Stored entries:
• • •
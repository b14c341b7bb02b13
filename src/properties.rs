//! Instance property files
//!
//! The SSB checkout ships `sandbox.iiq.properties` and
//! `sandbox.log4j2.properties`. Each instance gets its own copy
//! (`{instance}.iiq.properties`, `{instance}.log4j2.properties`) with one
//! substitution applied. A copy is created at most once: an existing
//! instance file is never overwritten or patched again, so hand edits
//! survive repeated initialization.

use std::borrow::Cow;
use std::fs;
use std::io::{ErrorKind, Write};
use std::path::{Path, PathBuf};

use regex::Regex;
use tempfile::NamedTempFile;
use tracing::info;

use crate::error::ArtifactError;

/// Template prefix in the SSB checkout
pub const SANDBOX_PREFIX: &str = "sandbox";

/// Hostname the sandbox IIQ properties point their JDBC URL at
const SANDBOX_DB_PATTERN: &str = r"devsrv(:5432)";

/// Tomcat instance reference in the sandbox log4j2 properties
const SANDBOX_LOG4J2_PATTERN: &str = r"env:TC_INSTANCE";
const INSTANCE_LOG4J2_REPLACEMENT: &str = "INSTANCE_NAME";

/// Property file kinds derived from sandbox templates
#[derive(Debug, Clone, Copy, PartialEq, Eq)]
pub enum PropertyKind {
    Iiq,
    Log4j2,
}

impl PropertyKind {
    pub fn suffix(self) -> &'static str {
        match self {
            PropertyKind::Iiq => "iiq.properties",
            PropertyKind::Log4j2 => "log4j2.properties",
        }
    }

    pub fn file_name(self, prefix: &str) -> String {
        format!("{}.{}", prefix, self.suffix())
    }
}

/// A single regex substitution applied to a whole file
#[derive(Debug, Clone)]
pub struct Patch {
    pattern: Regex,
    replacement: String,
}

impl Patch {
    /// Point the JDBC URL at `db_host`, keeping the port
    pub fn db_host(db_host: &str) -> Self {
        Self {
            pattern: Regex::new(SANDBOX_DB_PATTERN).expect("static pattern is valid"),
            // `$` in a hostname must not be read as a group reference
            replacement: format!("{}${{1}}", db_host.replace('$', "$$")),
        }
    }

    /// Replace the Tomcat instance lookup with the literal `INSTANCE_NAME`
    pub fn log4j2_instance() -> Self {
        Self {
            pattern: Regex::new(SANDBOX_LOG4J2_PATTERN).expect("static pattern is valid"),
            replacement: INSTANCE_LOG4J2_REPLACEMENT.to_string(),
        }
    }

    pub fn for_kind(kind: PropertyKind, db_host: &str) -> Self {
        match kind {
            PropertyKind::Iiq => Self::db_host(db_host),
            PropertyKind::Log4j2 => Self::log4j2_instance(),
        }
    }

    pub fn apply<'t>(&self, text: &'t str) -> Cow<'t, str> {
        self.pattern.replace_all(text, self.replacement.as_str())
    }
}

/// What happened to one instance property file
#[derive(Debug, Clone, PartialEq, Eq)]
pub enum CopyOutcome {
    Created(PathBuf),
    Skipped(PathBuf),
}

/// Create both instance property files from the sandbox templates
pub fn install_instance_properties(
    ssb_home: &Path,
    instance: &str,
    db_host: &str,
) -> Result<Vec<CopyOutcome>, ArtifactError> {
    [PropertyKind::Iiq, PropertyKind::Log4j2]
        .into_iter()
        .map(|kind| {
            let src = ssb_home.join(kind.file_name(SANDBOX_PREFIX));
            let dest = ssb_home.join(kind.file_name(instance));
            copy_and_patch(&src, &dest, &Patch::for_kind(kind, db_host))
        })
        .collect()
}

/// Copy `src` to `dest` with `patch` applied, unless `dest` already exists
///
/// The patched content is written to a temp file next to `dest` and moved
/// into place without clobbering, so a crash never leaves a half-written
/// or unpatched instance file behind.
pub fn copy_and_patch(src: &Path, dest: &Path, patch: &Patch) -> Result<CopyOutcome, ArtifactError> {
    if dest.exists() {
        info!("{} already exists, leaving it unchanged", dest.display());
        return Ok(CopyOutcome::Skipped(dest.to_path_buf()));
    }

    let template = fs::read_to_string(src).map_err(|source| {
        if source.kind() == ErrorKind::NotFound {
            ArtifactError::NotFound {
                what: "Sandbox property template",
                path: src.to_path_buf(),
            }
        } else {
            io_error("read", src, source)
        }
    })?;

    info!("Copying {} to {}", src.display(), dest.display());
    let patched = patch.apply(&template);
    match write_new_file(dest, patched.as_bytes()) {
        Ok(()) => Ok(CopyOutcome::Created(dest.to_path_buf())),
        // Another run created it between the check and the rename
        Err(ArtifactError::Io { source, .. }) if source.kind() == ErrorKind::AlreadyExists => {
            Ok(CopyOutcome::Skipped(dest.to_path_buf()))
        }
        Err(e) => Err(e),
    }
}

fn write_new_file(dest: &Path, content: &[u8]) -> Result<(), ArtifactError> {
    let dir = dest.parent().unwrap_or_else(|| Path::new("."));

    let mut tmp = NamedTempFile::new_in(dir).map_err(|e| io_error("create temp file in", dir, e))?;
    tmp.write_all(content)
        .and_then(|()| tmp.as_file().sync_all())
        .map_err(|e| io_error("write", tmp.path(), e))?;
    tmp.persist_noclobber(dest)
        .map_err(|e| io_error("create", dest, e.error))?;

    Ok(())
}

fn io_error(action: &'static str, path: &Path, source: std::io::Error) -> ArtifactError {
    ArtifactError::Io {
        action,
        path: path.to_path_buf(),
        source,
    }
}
• • •
◆ Task requirements
With the line holding "once: an existing" as the first and the line holding "const INSTANCE_LOG4J2_REPLACEMENT: &str" as the last, set down that range of the entries above exactly, and nothing else.

◆ Task result
//! substitution applied. A copy is created at most once: an existing
//! instance file is never overwritten or patched again, so hand edits
//! survive repeated initialization.

use std::borrow::Cow;
use std::fs;
use std::io::{ErrorKind, Write};
use std::path::{Path, PathBuf};

use regex::Regex;
use tempfile::NamedTempFile;
use tracing::info;

use crate::error::ArtifactError;

/// Template prefix in the SSB checkout
pub const SANDBOX_PREFIX: &str = "sandbox";

/// Hostname the sandbox IIQ properties point their JDBC URL at
const SANDBOX_DB_PATTERN: &str = r"devsrv(:5432)";

/// Tomcat instance reference in the sandbox log4j2 properties
const SANDBOX_LOG4J2_PATTERN: &str = r"env:TC_INSTANCE";
const INSTANCE_LOG4J2_REPLACEMENT: &str = "INSTANCE_NAME";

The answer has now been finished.